Start of Block

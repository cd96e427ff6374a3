//! EVM-facing half of the dtpool client.
//!
//! Wraps a JSON-RPC node behind [`rpc::EthereumRpcClient`], runs every
//! state-mutating call through the estimate-then-submit pipeline in [`tx`],
//! and exposes contract facades for the weighted pool ([`pool`]), the
//! data-NFT ([`nft`]) and the factory ([`factory`]). Construction starts at
//! [`client::DtpoolClient`].

pub mod abi;
pub mod client;
pub mod factory;
pub mod gas;
pub mod nft;
pub mod pool;
pub mod rpc;
pub mod tx;
pub mod units;

use dtpool_common::ClientError;
use thiserror::Error;

pub use client::{ClientConfig, DtpoolClient};
pub use tx::{Executed, TxOptions, TxReceipt};

/// Transport-level failures, below the user-facing [`ClientError`] taxonomy.
///
/// Read paths convert these into [`ClientError::QueryFailed`]; the
/// transaction pipeline maps them per state (estimation vs. submission).
#[derive(Error, Debug)]
pub enum RpcError {
    #[error("RPC setup error: {0}")]
    SetupError(String),
    #[error("request error: {0}")]
    RequestError(String),
    #[error("unexpected response: {0}")]
    InvalidResponse(String),
    /// The node rejected an `eth_call` or `eth_estimateGas` because the
    /// underlying execution reverted. `data` carries the raw ABI-encoded
    /// revert payload when the node supplied one.
    #[error("execution reverted: {message}")]
    ExecutionReverted { message: String, data: Option<String> },
}

impl RpcError {
    pub(crate) fn from_transport(
        context: impl std::fmt::Display,
        err: alloy::transports::RpcError<alloy::transports::TransportErrorKind>,
    ) -> Self {
        Self::RequestError(format!("{context}: {err}"))
    }
}

impl From<RpcError> for ClientError {
    fn from(err: RpcError) -> Self {
        ClientError::QueryFailed(err.to_string())
    }
}
//! On-chain decimals discovery layered over the pure unit conversions.

use alloy::{
    primitives::{Address, U256},
    sol_types::SolCall,
};
use async_trait::async_trait;
use bigdecimal::BigDecimal;
use dtpool_common::{
    traits::DecimalsOracle,
    units::{from_base_units, to_base_units, MAX_DECIMALS},
    ClientError,
};
use tracing::{instrument, warn};

use crate::{
    abi::{call_request, erc20},
    rpc::EthereumRpcClient,
};

/// Precision assumed for tokens that expose no `decimals()` function.
pub const DEFAULT_DECIMALS: u32 = 18;

/// Converts between display amounts and base units, resolving each token's
/// precision from the chain unless the caller supplies an override.
#[derive(Clone, Debug)]
pub struct UnitConverter {
    rpc: EthereumRpcClient,
}

impl UnitConverter {
    pub fn new(rpc: EthereumRpcClient) -> Self {
        Self { rpc }
    }

    /// Resolves the precision to use for `token`.
    ///
    /// An override wins when given; otherwise the token's `decimals()` is
    /// queried. Only a token without the function at all (empty return data)
    /// falls back to [`DEFAULT_DECIMALS`]; a failed query or undecodable
    /// answer is an error, since a silently wrong precision mis-scales every
    /// amount derived from it.
    pub async fn resolve_decimals(
        &self,
        token: Address,
        decimals_override: Option<u32>,
    ) -> Result<u32, ClientError> {
        match decimals_override {
            Some(decimals) if decimals > MAX_DECIMALS => Err(ClientError::InvalidDecimals(
                format!("{decimals} exceeds the supported maximum of {MAX_DECIMALS}"),
            )),
            Some(decimals) => Ok(decimals),
            None => self.query_decimals(token).await,
        }
    }

    #[instrument(level = "debug", skip(self))]
    async fn query_decimals(&self, token: Address) -> Result<u32, ClientError> {
        let request = call_request(None, token, erc20::decimalsCall {}.abi_encode());
        let data = self
            .rpc
            .call(&request)
            .await
            .map_err(|e| {
                ClientError::InvalidDecimals(format!("decimals query for {token} failed: {e}"))
            })?;

        if data.is_empty() {
            warn!(%token, "Token exposes no decimals function, assuming {DEFAULT_DECIMALS}");
            return Ok(DEFAULT_DECIMALS);
        }

        // validating decode: a word that does not fit u8 (e.g. 1024) must
        // error, not truncate to a wrong precision
        let decimals = erc20::decimalsCall::abi_decode_returns_validate(&data).map_err(|e| {
            ClientError::InvalidDecimals(format!("undecodable decimals answer from {token}: {e}"))
        })?;
        Ok(decimals as u32)
    }

    /// Converts a display amount of `token` to integer base units.
    pub async fn to_units(
        &self,
        token: Address,
        amount: &BigDecimal,
        decimals_override: Option<u32>,
    ) -> Result<U256, ClientError> {
        let decimals = self
            .resolve_decimals(token, decimals_override)
            .await?;
        to_base_units(amount, decimals)
    }

    /// Converts integer base units of `token` back to a display amount.
    pub async fn to_amount(
        &self,
        token: Address,
        units: U256,
        decimals_override: Option<u32>,
    ) -> Result<BigDecimal, ClientError> {
        let decimals = self
            .resolve_decimals(token, decimals_override)
            .await?;
        from_base_units(units, decimals)
    }
}

#[async_trait]
impl DecimalsOracle for UnitConverter {
    async fn decimals(&self, token: Address) -> Result<u32, ClientError> {
        self.query_decimals(token).await
    }
}

#[cfg(test)]
mod tests {
    use std::str::FromStr;

    use alloy::primitives::address;
    use mockito::{Matcher, Mock, ServerGuard};
    use pretty_assertions::assert_eq;

    use super::*;
    use crate::rpc::config::RpcRetryConfig;

    fn converter(server: &ServerGuard) -> UnitConverter {
        let rpc = EthereumRpcClient::new(&server.url())
            .unwrap()
            .with_retry(RpcRetryConfig::disabled());
        UnitConverter::new(rpc)
    }

    fn token() -> Address {
        address!("a0b86991c6218b36c1d19d4a2e9eb0ce3606eb48")
    }

    async fn mock_call(server: &mut ServerGuard, result: &str) -> Mock {
        server
            .mock("POST", "/")
            .match_body(Matcher::Regex(r#""method":"eth_call""#.to_string()))
            .with_status(200)
            .with_header("content-type", "application/json")
            .with_body(format!(r#"{{"jsonrpc":"2.0","id":0,"result":{result}}}"#))
            .expect(1)
            .create_async()
            .await
    }

    #[tokio::test]
    async fn test_override_skips_query() {
        let server = mockito::Server::new_async().await;
        // no mock registered: any request would error and fail the test
        let decimals = converter(&server)
            .resolve_decimals(token(), Some(6))
            .await
            .unwrap();
        assert_eq!(decimals, 6);
    }

    #[tokio::test]
    async fn test_override_above_maximum_rejected() {
        let server = mockito::Server::new_async().await;
        let err = converter(&server)
            .resolve_decimals(token(), Some(78))
            .await
            .unwrap_err();
        assert!(matches!(err, ClientError::InvalidDecimals(_)), "got {err:?}");
    }

    #[tokio::test]
    async fn test_queried_decimals_used_for_conversion() {
        let mut server = mockito::Server::new_async().await;
        let mock = mock_call(
            &mut server,
            r#""0x0000000000000000000000000000000000000000000000000000000000000006""#,
        )
        .await;

        let units = converter(&server)
            .to_units(token(), &BigDecimal::from_str("1.5").unwrap(), None)
            .await
            .unwrap();

        assert_eq!(units, U256::from(1_500_000u64));
        mock.assert_async().await;
    }

    #[tokio::test]
    async fn test_missing_decimals_function_defaults_to_18() {
        let mut server = mockito::Server::new_async().await;
        let _mock = mock_call(&mut server, r#""0x""#).await;

        let decimals = converter(&server)
            .resolve_decimals(token(), None)
            .await
            .unwrap();

        assert_eq!(decimals, DEFAULT_DECIMALS);
    }

    #[tokio::test]
    async fn test_failed_query_is_an_error_not_a_default() {
        let mut server = mockito::Server::new_async().await;
        let _mock = server
            .mock("POST", "/")
            .match_body(Matcher::Regex(r#""method":"eth_call""#.to_string()))
            .with_status(200)
            .with_header("content-type", "application/json")
            .with_body(r#"{"jsonrpc":"2.0","id":0,"error":{"code":-32602,"message":"invalid argument"}}"#)
            .expect(1)
            .create_async()
            .await;

        let err = converter(&server)
            .resolve_decimals(token(), None)
            .await
            .unwrap_err();

        assert!(matches!(err, ClientError::InvalidDecimals(_)), "got {err:?}");
    }

    #[tokio::test]
    async fn test_undecodable_decimals_rejected() {
        let mut server = mockito::Server::new_async().await;
        // 1024 does not fit u8
        let _mock = mock_call(
            &mut server,
            r#""0x0000000000000000000000000000000000000000000000000000000000000400""#,
        )
        .await;

        let err = converter(&server)
            .resolve_decimals(token(), None)
            .await
            .unwrap_err();

        assert!(matches!(err, ClientError::InvalidDecimals(_)), "got {err:?}");
    }
}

End of Block

**Exercise**
Your reply should consist of one number: how many lines in the entries contain the string "back".

**Answer for this exercise**
2